Coterra Energy Inc phone and website- by T_Schneider via Shutterstock

Coterra Energy Inc phone and website- by T_Schneider via Shutterstock

Valued at a market cap of $20.4 billion, Coterra Energy Inc. (CTRA) is an independent oil and gas company that engages in the exploration, development, and production of oil, natural gas, and natural gas liquids. Based in Houston, Texas, the company focuses its operations on the Permian Basin, Marcellus Shale, and Anadarko Basin.

Companies valued at $10 billion or more are generally classified as “large-cap” stocks, and Coterra Energy fits this description perfectly. The company also operates natural gas and saltwater gathering and disposal systems in Texas. It sells its natural gas to industrial customers, local distribution companies, oil and gas marketers, energy companies, pipeline companies, and power generation facilities.

Coterra Energy’s stock dropped 10.9% from its 52-week high of $29.95. Shares of CTRA have declined 5.2% over the past three months, lagging behind the broader Dow Jones Industrials Average's ($DOWI) marginal increase.

www.barchart.com

www.barchart.com

In the longer term, shares of Coterra Energy have risen marginally over the past 52 weeks, underperforming the Dow Jones’ 8.9% return over the same time frame. However, on a YTD basis, CTRA stock has gained 4.5%, outpacing the DOWI’s marginal decrease.

The stock is trading above its 50-day and 200-day moving averages since early June.

www.barchart.com

www.barchart.com

Coterra Energy’s stock fell 9.3% following the release of its mixed Q1 2025 results on May 5. The company reported revenue of $1.9 billion, marking a 32.9% increase from the prior year quarter, but below analysts' forecasts.

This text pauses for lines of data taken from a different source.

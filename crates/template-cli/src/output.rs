//! Output formatting helpers for the CLI.

use comfy_table::presets::UTF8_FULL;
use comfy_table::{ContentArrangement, Table};

use template_core::proofing::ProofingRequest;
use template_core::{Template, TemplateContent};

/// Print any serialisable value as pretty JSON.
pub fn print_json<T: serde::Serialize>(value: &T) -> anyhow::Result<()> {
    println!("{}", serde_json::to_string_pretty(value)?);
    Ok(())
}

/// One-line summary used after mutating commands.
pub fn template_summary(template: &Template) -> String {
    format!(
        "{} {} (status {}, lock {})",
        template.template_type(),
        template.id,
        template.template_status,
        template.current_lock()
    )
}

/// Print a single template in human-readable format.
pub fn print_template(template: &Template, quiet: bool) {
    if !quiet {
        println!("ID: {}", template.id);
        println!("Name: {}", template.name);
        println!("Type: {}", template.template_type());
        println!("Status: {}", template.template_status);
        println!("Lock: {}", template.current_lock());
        println!("Created: {} by {}", template.created_at, template.created_by);
        println!("Updated: {} by {}", template.updated_at, template.updated_by);
    }

    match &template.content {
        TemplateContent::Email { subject, message } => {
            println!("Subject: {}", subject);
            println!();
            println!("{}", message);
        }
        TemplateContent::Sms { message } | TemplateContent::NhsApp { message } => {
            println!();
            println!("{}", message);
        }
        TemplateContent::Letter(letter) => {
            println!("Letter type: {}", letter.letter_type.as_str());
            println!("Language: {}", letter.language.code());
            if let Some(campaign) = &letter.campaign_id {
                println!("Campaign: {}", campaign);
            }
            println!("Proofing enabled: {}", letter.proofing_enabled);
            for (file_type, file) in letter.files.uploads() {
                println!(
                    "File {}: {} (version {}, scan {})",
                    file_type,
                    file.file_name,
                    file.current_version,
                    file.virus_scan_status.as_str()
                );
            }
            if let Some(parameters) = &letter.personalisation_parameters {
                println!("Personalisation: {}", parameters.join(", "));
            }
            for proof in letter.files.proofs.values() {
                println!(
                    "Proof: {} from {} (scan {})",
                    proof.file_name,
                    proof.supplier,
                    proof.virus_scan_status.as_str()
                );
            }
        }
    }
}

/// Render templates as a table.
pub fn template_table(templates: &[Template]) -> String {
    let mut table = Table::new();
    table
        .load_preset(UTF8_FULL)
        .set_content_arrangement(ContentArrangement::Dynamic)
        .set_header(vec!["ID", "NAME", "TYPE", "STATUS", "LOCK", "UPDATED"]);

    for template in templates {
        table.add_row(vec![
            template.id.to_string(),
            template.name.clone(),
            template.template_type().to_string(),
            template.template_status.to_string(),
            template.current_lock().to_string(),
            template.updated_at.format("%Y-%m-%d %H:%M").to_string(),
        ]);
    }
    table.to_string()
}

/// Render queued proofing requests as a table.
pub fn proof_request_table(requests: &[ProofingRequest]) -> String {
    let mut table = Table::new();
    table
        .load_preset(UTF8_FULL)
        .set_content_arrangement(ContentArrangement::Dynamic)
        .set_header(vec!["TEMPLATE", "NAME", "SUPPLIER", "CAMPAIGN", "LANGUAGE", "TYPE"]);

    for request in requests {
        table.add_row(vec![
            request.template_id.to_string(),
            request.template_name.clone(),
            request.supplier.clone(),
            request.campaign_id.clone(),
            request.language.code().to_string(),
            request.letter_type.as_str().to_string(),
        ]);
    }
    table.to_string()
}

/// Plain, space-separated listing for quiet mode.
pub fn template_lines(templates: &[Template]) -> String {
    templates
        .iter()
        .map(|template| {
            format!(
                "{} {} {}",
                template.id,
                template.template_status,
                template.current_lock()
            )
        })
        .collect::<Vec<_>>()
        .join("\n")
}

Its adjusted EPS came in at $0.80, a strong 56.9% increase from the prior-year quarter, and topped Street estimates.

However, shares declined as investor sentiment soured following the company's decision to trim its full-year 2025 capital expenditures guidance to a range of $2 billion to $2.3 billion.

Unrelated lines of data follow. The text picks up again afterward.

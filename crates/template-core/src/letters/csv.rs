use std::collections::HashSet;

use super::LetterFileError;

/// Header row of a test personalisation data CSV.
#[derive(Debug, Clone, PartialEq, Eq)]
pub struct TestDataCsv {
    parameters: Vec<String>,
}

impl TestDataCsv {
    /// Read and check the header row.
    ///
    /// # Errors
    ///
    /// Fails on an empty file, an empty header cell, a duplicated header, or
    /// malformed CSV.
    pub fn parse(bytes: &[u8]) -> Result<Self, LetterFileError> {
        let mut reader = ::csv::ReaderBuilder::new()
            .has_headers(true)
            .trim(::csv::Trim::All)
            .from_reader(bytes);

        let headers = reader.headers()?.clone();
        if headers.is_empty() {
            return Err(LetterFileError::EmptyCsv);
        }

        let mut seen = HashSet::new();
        let mut parameters = Vec::with_capacity(headers.len());
        for (index, header) in headers.iter().enumerate() {
            if header.is_empty() {
                return Err(LetterFileError::EmptyHeader(index + 1));
            }
            if !seen.insert(header) {
                return Err(LetterFileError::DuplicateHeader(header.to_string()));
            }
            parameters.push(header.to_string());
        }

        // Data rows must at least be well-formed.
        for record in reader.records() {
            record?;
        }

        Ok(Self { parameters })
    }

    /// Header names in file order.
    pub fn parameters(&self) -> &[String] {
        &self.parameters
    }
}

#[cfg(test)]
mod tests {
    use super::*;

    #[test]
    fn test_parses_trimmed_headers() {
        let csv = TestDataCsv::parse(b"appointmentDate , clinic\n2024-01-01,North\n").unwrap();
        assert_eq!(csv.parameters(), ["appointmentDate", "clinic"]);
    }

    #[test]
    fn test_empty_file_fails() {
        assert!(matches!(
            TestDataCsv::parse(b""),
            Err(LetterFileError::EmptyCsv)
        ));
    }

    #[test]
    fn test_empty_header_fails() {
        assert!(matches!(
            TestDataCsv::parse(b"a,,c\n1,2,3\n"),
            Err(LetterFileError::EmptyHeader(2))
        ));
    }

    #[test]
    fn test_duplicate_header_fails() {
        assert!(matches!(
            TestDataCsv::parse(b"a,b,a\n"),
            Err(LetterFileError::DuplicateHeader(name)) if name == "a"
        ));
    }

    #[test]
    fn test_ragged_rows_fail() {
        assert!(matches!(
            TestDataCsv::parse(b"a,b\n1,2,3\n"),
            Err(LetterFileError::Csv(_))
        ));
    }
}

In contrast, rival Devon Energy Corporation (DVN) has underperformed CTRA's stock over the past 52 weeks, declining 24.2%. Although DVN stock has soared 6.1% on a YTD basis, surpassing CTRA stock.

Despite the stock’s underperformance relative to the Dow over the past year, analysts have a bullish outlook. With 23 analysts covering the stock, the consensus rating is “Strong Buy,” and it is currently trading below the mean price target of $33.17.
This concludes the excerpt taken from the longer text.